5. The method according to claim 1, characterized in that, In step S4, the preset fixed physical distance value is determined comprehensively based on the typical rolling speed of strip steel, the sampling frequency of the thickness gauge, and the required edge drop detection spatial resolution, and its value is not greater than the natural sampling interval obtained by dividing the rolling speed by the sampling frequency.
6. The method according to claim 1, characterized in that, In step S5, the range of the neighborhood is dynamically determined based on the real-time rolling speed and the sampling frequency of the thickness gauge, and its radius is no greater than half of the natural physical distance between consecutive samples at the same measuring point.

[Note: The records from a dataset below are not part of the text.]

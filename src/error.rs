use axum::{
    Json,
    extract::rejection::{JsonRejection, PathRejection, QueryRejection},
    http::StatusCode,
    response::{IntoResponse, Response},
};
use serde_json::json;

#[derive(Debug, thiserror::Error)]
pub enum AppError {
    #[error("{0}")]
    Validation(String),

    #[error("film {0} not found")]
    NotFound(i64),
}

impl AppError {
    pub fn validation(msg: impl Into<String>) -> Self {
        Self::Validation(msg.into())
    }

    pub fn status(&self) -> StatusCode {
        match self {
            AppError::Validation(_) => StatusCode::BAD_REQUEST,
            AppError::NotFound(_) => StatusCode::NOT_FOUND,
        }
    }
}

impl From<JsonRejection> for AppError {
    fn from(err: JsonRejection) -> Self {
        Self::Validation(err.body_text())
    }
}

impl From<QueryRejection> for AppError {
    fn from(err: QueryRejection) -> Self {
        Self::Validation(err.body_text())
    }
}

impl From<PathRejection> for AppError {
    fn from(err: PathRejection) -> Self {
        Self::Validation(err.body_text())
    }
}

impl IntoResponse for AppError {
    fn into_response(self) -> Response {
        let status = self.status();
        tracing::debug!(error = %self, status = status.as_u16(), "request rejected");
        (status, Json(json!({ "error": self.to_string() }))).into_response()
    }
}

pub type AppResult<T> = Result<T, AppError>;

7. The method according to claim 1, characterized in that, In step S6, the interpolation calculation uses either linear interpolation or cubic spline interpolation algorithms; When using cubic spline interpolation, at least four valid measurement points must be retrieved in the extended neighborhood for each lateral position to construct the spline function.

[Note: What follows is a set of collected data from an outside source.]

//! Admin table model: search, single-field sort, and pagination over the
//! full loaded record set. Nothing here touches the record store.

use std::cmp::Ordering;

use serde::{Deserialize, Serialize};

use crate::errors::AppError;
use crate::models::student::StudentRecord;

pub const PAGE_SIZE_OPTIONS: [usize; 4] = [5, 10, 25, 50];

#[derive(Debug, Clone, Copy, PartialEq, Eq, Serialize, Deserialize)]
#[serde(rename_all = "snake_case")]
pub enum SortField {
    Name,
    Email,
    Branch,
    Cgpa,
}

#[derive(Debug, Clone, Copy, PartialEq, Eq, Default, Serialize, Deserialize)]
#[serde(rename_all = "snake_case")]
pub enum SortDirection {
    #[default]
    Asc,
    Desc,
}

/// Relative page move, applied after an explicit `page`.
#[derive(Debug, Clone, Copy, PartialEq, Eq, Deserialize)]
#[serde(rename_all = "snake_case")]
pub enum PageStep {
    Next,
    Prev,
}

impl SortDirection {
    pub fn toggled(self) -> Self {
        match self {
            SortDirection::Asc => SortDirection::Desc,
            SortDirection::Desc => SortDirection::Asc,
        }
    }
}

#[derive(Debug, Clone, Copy, PartialEq, Eq, Serialize, Deserialize)]
pub struct SortKey {
    pub field: SortField,
    pub direction: SortDirection,
}

fn compare(field: SortField, a: &StudentRecord, b: &StudentRecord) -> Ordering {
    match field {
        SortField::Name => a.name.cmp(&b.name),
        SortField::Email => a.email.cmp(&b.email),
        SortField::Branch => a.branch.label().cmp(b.branch.label()),
        SortField::Cgpa => a.cgpa.total_cmp(&b.cgpa),
    }
}

/// Case-insensitive substring match on name, email, and branch.
pub fn matches_search(record: &StudentRecord, needle_lower: &str) -> bool {
    needle_lower.is_empty()
        || record.name.to_lowercase().contains(needle_lower)
        || record.email.to_lowercase().contains(needle_lower)
        || record.branch.label().to_lowercase().contains(needle_lower)
}

pub fn page_count(rows: usize, page_size: usize) -> usize {
    rows.div_ceil(page_size.max(1))
}

/// Query string of the dashboard route. Applied in field order below.
///
/// Every request starts from a fresh `Dashboard`, so a client that changes
/// the page size sends the size it was showing as `prev_page_size`; when the
/// two differ, `page` and `step` are ignored and the view opens on page 1.
/// A changed `search` should likewise be sent without `page`.
#[derive(Debug, Default, Deserialize)]
pub struct DashboardQuery {
    pub page_size: Option<usize>,
    pub prev_page_size: Option<usize>,
    pub search: Option<String>,
    pub sort: Option<SortField>,
    pub dir: Option<SortDirection>,
    pub toggle: Option<SortField>,
    pub page: Option<usize>,
    pub step: Option<PageStep>,
}

impl DashboardQuery {
    fn page_size_changed(&self) -> bool {
        matches!(
            (self.page_size, self.prev_page_size),
            (Some(size), Some(prev)) if size != prev
        )
    }
}

#[derive(Debug, Serialize)]
pub struct DashboardView {
    pub rows: Vec<StudentRecord>,
    pub total_loaded: usize,
    pub total_filtered: usize,
    pub page: usize,
    pub page_size: usize,
    pub page_count: usize,
    pub has_prev: bool,
    pub has_next: bool,
    pub search: String,
    pub sort: Option<SortKey>,
    pub page_size_options: &'static [usize],
}

/// The dashboard's in-memory state.
#[derive(Debug, Clone)]
pub struct Dashboard {
    records: Vec<StudentRecord>,
    search: String,
    sort: Option<SortKey>,
    page: usize,
    page_size: usize,
}

impl Dashboard {
    pub fn new(page_size: usize) -> Self {
        Self {
            records: Vec::new(),
            search: String::new(),
            sort: None,
            page: 1,
            page_size: if PAGE_SIZE_OPTIONS.contains(&page_size) {
                page_size
            } else {
                PAGE_SIZE_OPTIONS[1]
            },
        }
    }

    /// Replaces the loaded list wholesale.
    pub fn load(&mut self, records: Vec<StudentRecord>) {
        self.records = records;
        self.page = self.page.clamp(1, self.last_page());
    }

    pub fn set_search(&mut self, search: &str) {
        self.search = search.trim().to_string();
        self.page = 1;
    }

    pub fn set_sort(&mut self, field: SortField, direction: SortDirection) {
        self.sort = Some(SortKey { field, direction });
    }

    /// Same field flips the direction; a new field starts ascending.
    pub fn toggle_sort(&mut self, field: SortField) {
        self.sort = Some(match self.sort {
            Some(key) if key.field == field => SortKey {
                field,
                direction: key.direction.toggled(),
            },
            _ => SortKey {
                field,
                direction: SortDirection::Asc,
            },
        });
    }

    pub fn set_page_size(&mut self, page_size: usize) -> Result<(), AppError> {
        if !PAGE_SIZE_OPTIONS.contains(&page_size) {
            return Err(AppError::Validation(format!(
                "Page size must be one of {PAGE_SIZE_OPTIONS:?}"
            )));
        }
        self.page_size = page_size;
        self.page = 1;
        Ok(())
    }

    pub fn set_page(&mut self, page: usize) {
        self.page = page.clamp(1, self.last_page());
    }

    pub fn next_page(&mut self) {
        self.set_page(self.page + 1);
    }

    pub fn prev_page(&mut self) {
        self.set_page(self.page.saturating_sub(1));
    }

    /// Loaded records matching the search, in display order.
    pub fn filtered(&self) -> Vec<&StudentRecord> {
        let needle = self.search.to_lowercase();
        let mut rows: Vec<&StudentRecord> = self
            .records
            .iter()
            .filter(|r| matches_search(r, &needle))
            .collect();
        if let Some(SortKey { field, direction }) = self.sort {
            // Stable sort: ties keep load order in both directions.
            rows.sort_by(|a, b| match direction {
                SortDirection::Asc => compare(field, a, b),
                SortDirection::Desc => compare(field, b, a),
            });
        }
        rows
    }

    pub fn page_count(&self) -> usize {
        page_count(self.filtered().len(), self.page_size)
    }

    fn last_page(&self) -> usize {
        self.page_count().max(1)
    }

    pub fn apply(&mut self, query: DashboardQuery) -> Result<(), AppError> {
        let keep_first_page = query.page_size_changed();
        if let Some(size) = query.page_size {
            self.set_page_size(size)?;
        }
        if let Some(search) = query.search.as_deref() {
            self.set_search(search);
        }
        if let Some(field) = query.sort {
            self.set_sort(field, query.dir.unwrap_or_default());
        }
        if let Some(field) = query.toggle {
            self.toggle_sort(field);
        }
        if keep_first_page {
            return Ok(());
        }
        if let Some(page) = query.page {
            self.set_page(page);
        }
        match query.step {
            Some(PageStep::Next) => self.next_page(),
            Some(PageStep::Prev) => self.prev_page(),
            None => {}
        }
        Ok(())
    }

    pub fn view(&self) -> DashboardView {
        let filtered = self.filtered();
        let total_filtered = filtered.len();
        let page_count = page_count(total_filtered, self.page_size);
        let page = self.page.clamp(1, page_count.max(1));
        let rows = filtered
            .into_iter()
            .skip((page - 1) * self.page_size)
            .take(self.page_size)
            .cloned()
            .collect();

        DashboardView {
            rows,
            total_loaded: self.records.len(),
            total_filtered,
            page,
            page_size: self.page_size,
            page_count,
            has_prev: page > 1,
            has_next: page < page_count,
            search: self.search.clone(),
            sort: self.sort,
            page_size_options: &PAGE_SIZE_OPTIONS,
        }
    }
}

8. The method according to claim 7, characterized in that, Step S6 also includes data verification and fault tolerance steps: before interpolating the measurement point pairs, verify the rationality of their thickness values and status flags; If the verification fails or there are not enough valid points, the data preservation strategy is enabled, and the thickness value of the most recently successfully calculated thickness value at the corresponding horizontal position is used as the current output.

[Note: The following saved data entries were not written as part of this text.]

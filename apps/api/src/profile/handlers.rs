use std::convert::Infallible;

use axum::{
    extract::{Multipart, State},
    http::StatusCode,
    response::sse::{Event, KeepAlive, Sse},
    Json,
};
use axum_extra::extract::CookieJar;
use futures::stream::{self, Stream, StreamExt};
use serde::Serialize;
use tracing::{error, info, warn};

use crate::errors::AppError;
use crate::identity::FederatedCredential;
use crate::models::student::StudentRecord;
use crate::profile::service::{
    load_profile, submit_profile, ProfileSubmission, ProfileView, ResumeUpload,
};
use crate::records::RecordSubscription;
use crate::sessions::{
    expired_session_cookie, new_token, session_cookie, CurrentSession, OptionalSession, Role,
    Session, StudentSession,
};
use crate::state::AppState;

#[derive(Serialize)]
pub struct SignInResponse {
    pub token: String,
    pub profile: ProfileView,
}

/// External résumé builder offered next to the profile form.
#[derive(Debug, Serialize)]
pub struct ResumeBuilder {
    pub name: &'static str,
    pub url: &'static str,
}

pub static RESUME_BUILDERS: [ResumeBuilder; 4] = [
    ResumeBuilder { name: "Zety", url: "https://zety.com/" },
    ResumeBuilder { name: "resume.io", url: "https://resume.io/" },
    ResumeBuilder { name: "enhancv", url: "https://enhancv.com/" },
    ResumeBuilder { name: "Kickresume", url: "https://www.kickresume.com/" },
];

#[derive(Serialize)]
#[serde(tag = "state", rename_all = "snake_case")]
pub enum ProfileScreen {
    SignedOut,
    SignedIn {
        profile: ProfileView,
        resume_builders: &'static [ResumeBuilder],
    },
}

#[derive(Serialize)]
pub struct SubmitResponse {
    pub record: StudentRecord,
}

/// POST /api/v1/auth/student
pub async fn handle_student_sign_in(
    State(state): State<AppState>,
    jar: CookieJar,
    Json(credential): Json<FederatedCredential>,
) -> Result<(CookieJar, Json<SignInResponse>), AppError> {
    let identity = state.identity.sign_in_federated(&credential).await?;
    let profile = load_profile(state.records.as_ref(), &identity).await;

    let mut session = Session::new(identity, Role::Student);
    session.has_record = profile.existing;
    let token = new_token();
    state.sessions.save(&token, &session).await?;
    info!("Student {} signed in", session.identity.uid);

    Ok((
        jar.add(session_cookie(&token)),
        Json(SignInResponse { token, profile }),
    ))
}

/// GET /Users
pub async fn handle_get_profile(
    State(state): State<AppState>,
    OptionalSession(current): OptionalSession,
) -> Result<Json<ProfileScreen>, AppError> {
    let Some(CurrentSession { token, mut session }) = current else {
        return Ok(Json(ProfileScreen::SignedOut));
    };

    let profile = load_profile(state.records.as_ref(), &session.identity).await;
    if session.has_record != profile.existing {
        session.has_record = profile.existing;
        state.sessions.save(&token, &session).await?;
    }
    Ok(Json(ProfileScreen::SignedIn {
        profile,
        resume_builders: &RESUME_BUILDERS,
    }))
}

/// POST /Users
pub async fn handle_submit_profile(
    State(state): State<AppState>,
    StudentSession(CurrentSession { token, mut session }): StudentSession,
    multipart: Multipart,
) -> Result<Json<SubmitResponse>, AppError> {
    let submission = read_submission(multipart).await?;
    let record = submit_profile(
        state.records.as_ref(),
        state.blobs.as_ref(),
        &session,
        submission,
    )
    .await?;

    if !session.has_record {
        session.has_record = true;
        state.sessions.save(&token, &session).await?;
    }
    Ok(Json(SubmitResponse { record }))
}

/// POST /api/v1/auth/sign-out
pub async fn handle_sign_out(
    State(state): State<AppState>,
    OptionalSession(current): OptionalSession,
    jar: CookieJar,
) -> Result<(CookieJar, StatusCode), AppError> {
    if let Some(current) = current {
        state.sessions.clear(&current.token).await?;
        info!("{} signed out", current.session.identity.uid);
    }
    Ok((jar.remove(expired_session_cookie()), StatusCode::NO_CONTENT))
}

/// GET /api/v1/profile/live
///
/// Streams the caller's record as server-sent `record` events: the current
/// state first, then every change. The subscription is dropped together with
/// the stream when the client disconnects.
pub async fn handle_profile_live(
    State(state): State<AppState>,
    StudentSession(CurrentSession { session, .. }): StudentSession,
) -> Sse<impl Stream<Item = Result<Event, Infallible>>> {
    let uid = session.identity.uid;
    // Subscribe before the snapshot read so no change slips in between.
    let subscription = state.records.subscribe(&uid);

    let snapshot = match state.records.get(&uid).await {
        Ok(record) => record,
        Err(e) if e.is_unavailable() => {
            warn!("Record store offline for live profile {uid}: {e}");
            None
        }
        Err(e) => {
            error!("Live profile read failed for {uid}: {e}");
            None
        }
    };

    let live = stream::unfold(subscription, |mut sub: RecordSubscription| async move {
        sub.next().await.map(|record| (record, sub))
    });

    let events = stream::iter(snapshot)
        .chain(live)
        .map(|record| Ok(record_event(&record)));

    Sse::new(events).keep_alive(KeepAlive::default())
}

fn record_event(record: &StudentRecord) -> Event {
    Event::default()
        .event("record")
        .json_data(record)
        .unwrap_or_else(|e| {
            error!("Could not serialize record {}: {e}", record.uid);
            Event::default().comment("unserializable record")
        })
}

async fn read_submission(mut multipart: Multipart) -> Result<ProfileSubmission, AppError> {
    let mut submission = ProfileSubmission::default();

    while let Some(field) = multipart
        .next_field()
        .await
        .map_err(|e| AppError::Validation(format!("Malformed form data: {e}")))?
    {
        let name = field.name().unwrap_or_default().to_string();
        match name.as_str() {
            "resume" => {
                let filename = field.file_name().unwrap_or_default().to_string();
                let content_type = field
                    .content_type()
                    .unwrap_or("application/octet-stream")
                    .to_string();
                let bytes = field
                    .bytes()
                    .await
                    .map_err(|e| AppError::Validation(format!("Resume upload interrupted: {e}")))?;
                // Browsers send an empty part when no file was chosen.
                if !filename.is_empty() && !bytes.is_empty() {
                    submission.resume = Some(ResumeUpload {
                        filename,
                        content_type,
                        bytes,
                    });
                }
            }
            "name" | "branch" | "cgpa" => {
                let value = field
                    .text()
                    .await
                    .map_err(|e| AppError::Validation(format!("Malformed form data: {e}")))?;
                match name.as_str() {
                    "name" => submission.name = Some(value),
                    "branch" => submission.branch = Some(value),
                    _ => submission.cgpa = Some(value),
                }
            }
            // email comes from the identity provider; anything else is ignored
            _ => {}
        }
    }

    Ok(submission)
}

9. The method according to claim 1, characterized in that, Before step S1, there is also an initialization calibration step for the thickness gauge array: performing background noise calibration to determine the zero offset of each thickness gauge, and using a standard template to perform gain and linearity calibration.
10. A strip edge drop detection system based on multi-head collaborative edge drop measuring instrument, used to implement the method of any one of claims 1 to 9, characterized in that, include: The multi-thickness gauge array module consists of multiple non-contact thickness gauges arranged linearly along the width direction of the strip and aligned with the rolling direction. The high-precision displacement sensing module includes a high-resolution rotary encoder, an installation roller that rotates synchronously with the strip, and a high-speed counter module; The central synchronization and acquisition module has a built-in unified master clock source and is connected to the multi-thickness gauge array module and the high-precision displacement sensing module respectively to realize data synchronous acquisition and time reference alignment. The data processing and analysis module includes: Spatiotemporal coordinate mapping unit is used to bind thickness data with displacement data to generate spatiotemporal marker data; The sampling planning module is used to generate a sequence of sampling points for the target cross-section based on a fixed physical distance. The neighborhood retrieval and interpolation reconstruction unit is used to retrieve valid measurement point pairs for each target point and perform interpolation calculations. The curve generation and edge drop calculation unit is used to generate the full-width thickness distribution curve and calculate the edge drop value. The output module is used to output the edge degradation value to the plate shape control system.